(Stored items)
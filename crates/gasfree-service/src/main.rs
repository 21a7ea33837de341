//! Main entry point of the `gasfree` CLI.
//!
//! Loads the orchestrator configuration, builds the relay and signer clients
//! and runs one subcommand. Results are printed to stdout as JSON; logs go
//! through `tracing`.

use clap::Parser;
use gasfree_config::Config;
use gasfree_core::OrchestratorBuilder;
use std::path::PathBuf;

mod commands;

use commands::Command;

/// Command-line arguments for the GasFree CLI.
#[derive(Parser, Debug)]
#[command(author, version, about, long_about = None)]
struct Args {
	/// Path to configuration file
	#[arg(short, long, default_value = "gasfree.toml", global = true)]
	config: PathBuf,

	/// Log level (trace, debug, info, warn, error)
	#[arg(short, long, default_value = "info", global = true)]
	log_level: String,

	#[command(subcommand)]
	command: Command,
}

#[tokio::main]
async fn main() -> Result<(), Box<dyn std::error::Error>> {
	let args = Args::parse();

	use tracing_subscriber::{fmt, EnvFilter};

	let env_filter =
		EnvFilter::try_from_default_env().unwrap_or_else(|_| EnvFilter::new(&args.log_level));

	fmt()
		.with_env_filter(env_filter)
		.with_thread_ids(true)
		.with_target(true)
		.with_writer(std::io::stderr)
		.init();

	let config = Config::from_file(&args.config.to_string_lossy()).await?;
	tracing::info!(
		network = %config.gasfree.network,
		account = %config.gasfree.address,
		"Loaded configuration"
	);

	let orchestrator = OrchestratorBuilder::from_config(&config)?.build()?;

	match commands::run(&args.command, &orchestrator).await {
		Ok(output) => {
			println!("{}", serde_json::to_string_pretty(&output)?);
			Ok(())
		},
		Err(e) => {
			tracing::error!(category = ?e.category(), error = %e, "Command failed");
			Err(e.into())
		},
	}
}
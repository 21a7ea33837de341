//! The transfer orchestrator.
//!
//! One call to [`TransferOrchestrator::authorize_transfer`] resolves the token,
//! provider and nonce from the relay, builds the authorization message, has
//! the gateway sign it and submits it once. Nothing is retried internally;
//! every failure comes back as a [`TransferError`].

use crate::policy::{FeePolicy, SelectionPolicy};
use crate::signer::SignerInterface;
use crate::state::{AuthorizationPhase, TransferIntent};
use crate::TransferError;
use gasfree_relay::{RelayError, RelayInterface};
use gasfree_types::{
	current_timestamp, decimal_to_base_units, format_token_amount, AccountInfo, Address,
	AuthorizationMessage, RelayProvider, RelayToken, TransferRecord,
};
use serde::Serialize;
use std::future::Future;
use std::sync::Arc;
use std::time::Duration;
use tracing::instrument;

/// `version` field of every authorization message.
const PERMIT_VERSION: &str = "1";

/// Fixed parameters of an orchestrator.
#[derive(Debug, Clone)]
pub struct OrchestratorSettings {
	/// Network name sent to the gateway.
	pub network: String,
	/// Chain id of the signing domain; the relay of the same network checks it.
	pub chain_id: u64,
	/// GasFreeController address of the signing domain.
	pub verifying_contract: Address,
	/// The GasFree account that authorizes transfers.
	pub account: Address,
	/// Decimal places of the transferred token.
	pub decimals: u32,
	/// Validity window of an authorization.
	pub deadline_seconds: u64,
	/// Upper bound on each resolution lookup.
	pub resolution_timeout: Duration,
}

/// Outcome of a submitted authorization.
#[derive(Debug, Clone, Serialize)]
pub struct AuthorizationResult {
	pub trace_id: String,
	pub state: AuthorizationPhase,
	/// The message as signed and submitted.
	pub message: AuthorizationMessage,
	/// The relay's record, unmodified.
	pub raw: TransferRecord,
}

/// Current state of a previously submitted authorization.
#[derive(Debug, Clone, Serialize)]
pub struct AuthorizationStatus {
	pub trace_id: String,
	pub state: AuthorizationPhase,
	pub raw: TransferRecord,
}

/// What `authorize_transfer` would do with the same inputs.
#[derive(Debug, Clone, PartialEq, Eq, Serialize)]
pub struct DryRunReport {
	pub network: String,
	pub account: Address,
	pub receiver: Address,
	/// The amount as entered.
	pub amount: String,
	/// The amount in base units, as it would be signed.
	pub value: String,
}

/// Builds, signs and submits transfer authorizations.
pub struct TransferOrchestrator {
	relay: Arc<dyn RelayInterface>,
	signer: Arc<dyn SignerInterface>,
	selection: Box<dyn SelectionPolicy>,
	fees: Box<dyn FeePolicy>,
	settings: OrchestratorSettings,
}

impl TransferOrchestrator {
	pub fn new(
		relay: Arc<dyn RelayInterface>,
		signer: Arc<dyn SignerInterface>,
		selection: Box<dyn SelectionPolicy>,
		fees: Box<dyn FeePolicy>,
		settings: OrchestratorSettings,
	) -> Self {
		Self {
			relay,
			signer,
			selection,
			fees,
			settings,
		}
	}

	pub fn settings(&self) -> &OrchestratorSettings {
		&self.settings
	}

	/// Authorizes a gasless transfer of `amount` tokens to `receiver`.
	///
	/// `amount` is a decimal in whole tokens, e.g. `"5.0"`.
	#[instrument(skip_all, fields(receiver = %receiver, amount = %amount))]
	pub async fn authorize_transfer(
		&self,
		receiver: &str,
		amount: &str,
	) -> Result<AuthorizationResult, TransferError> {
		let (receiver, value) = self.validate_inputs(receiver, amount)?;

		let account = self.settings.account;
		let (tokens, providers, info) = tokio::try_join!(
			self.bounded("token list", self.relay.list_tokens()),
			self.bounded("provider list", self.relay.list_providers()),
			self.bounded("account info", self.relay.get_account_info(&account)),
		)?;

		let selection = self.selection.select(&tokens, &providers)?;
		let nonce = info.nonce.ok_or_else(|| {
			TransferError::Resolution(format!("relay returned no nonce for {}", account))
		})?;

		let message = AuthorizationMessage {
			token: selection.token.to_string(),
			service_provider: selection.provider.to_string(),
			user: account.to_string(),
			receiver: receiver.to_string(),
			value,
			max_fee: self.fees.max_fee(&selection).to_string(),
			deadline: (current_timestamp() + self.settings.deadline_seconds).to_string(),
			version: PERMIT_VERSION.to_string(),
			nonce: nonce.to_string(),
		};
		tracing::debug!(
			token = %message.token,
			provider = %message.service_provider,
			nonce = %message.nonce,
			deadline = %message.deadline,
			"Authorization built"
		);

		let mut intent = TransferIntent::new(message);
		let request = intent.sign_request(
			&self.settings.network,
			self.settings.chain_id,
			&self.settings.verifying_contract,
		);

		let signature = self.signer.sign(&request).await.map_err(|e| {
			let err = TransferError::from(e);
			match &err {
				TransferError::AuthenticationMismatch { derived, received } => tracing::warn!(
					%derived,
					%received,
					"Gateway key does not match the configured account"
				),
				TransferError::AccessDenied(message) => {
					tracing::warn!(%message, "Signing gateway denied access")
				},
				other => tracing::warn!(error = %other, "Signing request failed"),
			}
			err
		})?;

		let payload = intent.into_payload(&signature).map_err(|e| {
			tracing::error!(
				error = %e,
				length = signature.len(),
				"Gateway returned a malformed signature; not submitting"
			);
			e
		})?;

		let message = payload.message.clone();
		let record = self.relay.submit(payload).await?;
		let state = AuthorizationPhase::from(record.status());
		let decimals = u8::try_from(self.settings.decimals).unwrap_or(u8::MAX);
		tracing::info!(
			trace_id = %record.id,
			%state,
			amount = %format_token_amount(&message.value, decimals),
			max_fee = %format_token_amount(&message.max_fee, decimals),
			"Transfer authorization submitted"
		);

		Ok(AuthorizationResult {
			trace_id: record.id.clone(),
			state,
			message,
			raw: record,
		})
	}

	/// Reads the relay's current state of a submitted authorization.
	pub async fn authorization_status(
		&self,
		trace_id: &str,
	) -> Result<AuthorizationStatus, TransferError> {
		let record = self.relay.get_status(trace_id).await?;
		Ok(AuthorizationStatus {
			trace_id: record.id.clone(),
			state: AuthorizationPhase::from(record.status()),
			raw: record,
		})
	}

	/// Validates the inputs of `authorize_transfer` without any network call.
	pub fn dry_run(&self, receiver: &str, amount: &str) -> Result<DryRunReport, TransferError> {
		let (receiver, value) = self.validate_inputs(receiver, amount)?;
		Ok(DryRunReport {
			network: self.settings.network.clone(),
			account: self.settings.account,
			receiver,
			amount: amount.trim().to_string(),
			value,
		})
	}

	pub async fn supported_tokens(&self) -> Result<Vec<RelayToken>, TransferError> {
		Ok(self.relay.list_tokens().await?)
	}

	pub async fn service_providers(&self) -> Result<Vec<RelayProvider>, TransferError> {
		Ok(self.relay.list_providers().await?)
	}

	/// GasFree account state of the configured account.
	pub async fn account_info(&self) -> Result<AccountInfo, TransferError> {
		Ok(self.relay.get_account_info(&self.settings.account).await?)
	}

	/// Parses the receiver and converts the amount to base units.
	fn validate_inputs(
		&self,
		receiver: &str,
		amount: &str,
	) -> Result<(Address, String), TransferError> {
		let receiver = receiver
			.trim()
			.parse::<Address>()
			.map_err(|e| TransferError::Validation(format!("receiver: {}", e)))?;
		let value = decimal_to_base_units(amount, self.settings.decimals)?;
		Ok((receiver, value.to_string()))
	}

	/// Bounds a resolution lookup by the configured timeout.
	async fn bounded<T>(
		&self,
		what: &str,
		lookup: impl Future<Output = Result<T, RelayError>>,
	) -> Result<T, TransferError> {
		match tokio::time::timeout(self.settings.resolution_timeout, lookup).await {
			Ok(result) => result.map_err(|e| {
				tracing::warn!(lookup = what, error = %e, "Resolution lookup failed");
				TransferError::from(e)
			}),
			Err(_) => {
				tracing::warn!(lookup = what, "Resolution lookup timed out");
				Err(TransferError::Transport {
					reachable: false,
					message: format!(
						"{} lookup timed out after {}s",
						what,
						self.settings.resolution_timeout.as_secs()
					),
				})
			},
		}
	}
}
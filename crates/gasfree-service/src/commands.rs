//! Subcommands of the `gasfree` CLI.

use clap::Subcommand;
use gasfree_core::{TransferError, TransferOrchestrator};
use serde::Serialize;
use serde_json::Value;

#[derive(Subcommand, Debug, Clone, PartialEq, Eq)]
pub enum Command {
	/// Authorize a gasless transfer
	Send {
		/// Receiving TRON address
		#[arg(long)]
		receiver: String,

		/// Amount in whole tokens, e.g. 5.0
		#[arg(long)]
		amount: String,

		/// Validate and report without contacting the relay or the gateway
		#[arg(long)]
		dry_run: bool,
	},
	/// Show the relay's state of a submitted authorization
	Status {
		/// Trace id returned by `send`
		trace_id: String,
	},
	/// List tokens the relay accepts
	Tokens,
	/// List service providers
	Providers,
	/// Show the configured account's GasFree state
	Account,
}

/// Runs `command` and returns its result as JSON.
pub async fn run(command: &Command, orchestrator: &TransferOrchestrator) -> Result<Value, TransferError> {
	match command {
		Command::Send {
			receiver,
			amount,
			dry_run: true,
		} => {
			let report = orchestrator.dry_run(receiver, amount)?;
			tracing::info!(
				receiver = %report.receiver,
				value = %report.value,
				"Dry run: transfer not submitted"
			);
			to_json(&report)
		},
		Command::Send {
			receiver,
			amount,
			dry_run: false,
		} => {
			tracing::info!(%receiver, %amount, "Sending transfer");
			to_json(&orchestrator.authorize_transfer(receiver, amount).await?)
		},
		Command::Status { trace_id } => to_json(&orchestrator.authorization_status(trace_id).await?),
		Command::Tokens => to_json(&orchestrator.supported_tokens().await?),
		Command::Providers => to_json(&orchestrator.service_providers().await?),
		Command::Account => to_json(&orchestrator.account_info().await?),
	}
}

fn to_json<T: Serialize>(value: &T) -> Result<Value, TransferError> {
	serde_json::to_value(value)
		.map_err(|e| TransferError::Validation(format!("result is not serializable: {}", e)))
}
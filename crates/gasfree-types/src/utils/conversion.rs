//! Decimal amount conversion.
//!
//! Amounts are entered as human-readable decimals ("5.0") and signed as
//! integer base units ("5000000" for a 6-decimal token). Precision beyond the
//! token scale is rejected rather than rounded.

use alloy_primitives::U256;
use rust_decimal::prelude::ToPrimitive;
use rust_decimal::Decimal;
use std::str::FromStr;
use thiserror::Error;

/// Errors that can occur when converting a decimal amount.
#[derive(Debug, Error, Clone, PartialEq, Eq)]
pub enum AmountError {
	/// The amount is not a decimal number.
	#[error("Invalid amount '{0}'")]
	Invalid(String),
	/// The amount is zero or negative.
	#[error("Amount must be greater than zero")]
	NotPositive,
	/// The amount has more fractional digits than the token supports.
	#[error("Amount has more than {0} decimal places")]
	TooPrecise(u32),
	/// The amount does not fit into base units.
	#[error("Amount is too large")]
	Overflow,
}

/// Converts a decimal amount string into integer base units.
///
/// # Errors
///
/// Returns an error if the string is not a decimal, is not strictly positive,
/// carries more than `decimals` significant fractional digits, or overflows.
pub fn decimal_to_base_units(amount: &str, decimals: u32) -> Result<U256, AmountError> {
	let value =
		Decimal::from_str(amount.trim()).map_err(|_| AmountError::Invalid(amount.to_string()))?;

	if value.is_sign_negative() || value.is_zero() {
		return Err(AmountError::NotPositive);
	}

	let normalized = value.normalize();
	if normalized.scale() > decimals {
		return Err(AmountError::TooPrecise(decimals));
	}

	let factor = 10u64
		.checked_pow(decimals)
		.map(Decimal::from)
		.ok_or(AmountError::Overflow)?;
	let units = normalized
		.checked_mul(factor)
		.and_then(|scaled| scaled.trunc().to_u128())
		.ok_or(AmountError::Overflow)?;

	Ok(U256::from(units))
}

### Problem requirements
Only certain lines are wanted. Please return exactly those from the top of the data through the line with "use commands::Command;".

### Result below
filename crates/gasfree-service/src/main.rs
repository 21a7ea33837de341
//! Main entry point of the `gasfree` CLI.
//!
//! Loads the orchestrator configuration, builds the relay and signer clients
//! and runs one subcommand. Results are printed to stdout as JSON; logs go
//! through `tracing`.

use clap::Parser;
use gasfree_config::Config;
use gasfree_core::OrchestratorBuilder;
use std::path::PathBuf;

mod commands;

use commands::Command;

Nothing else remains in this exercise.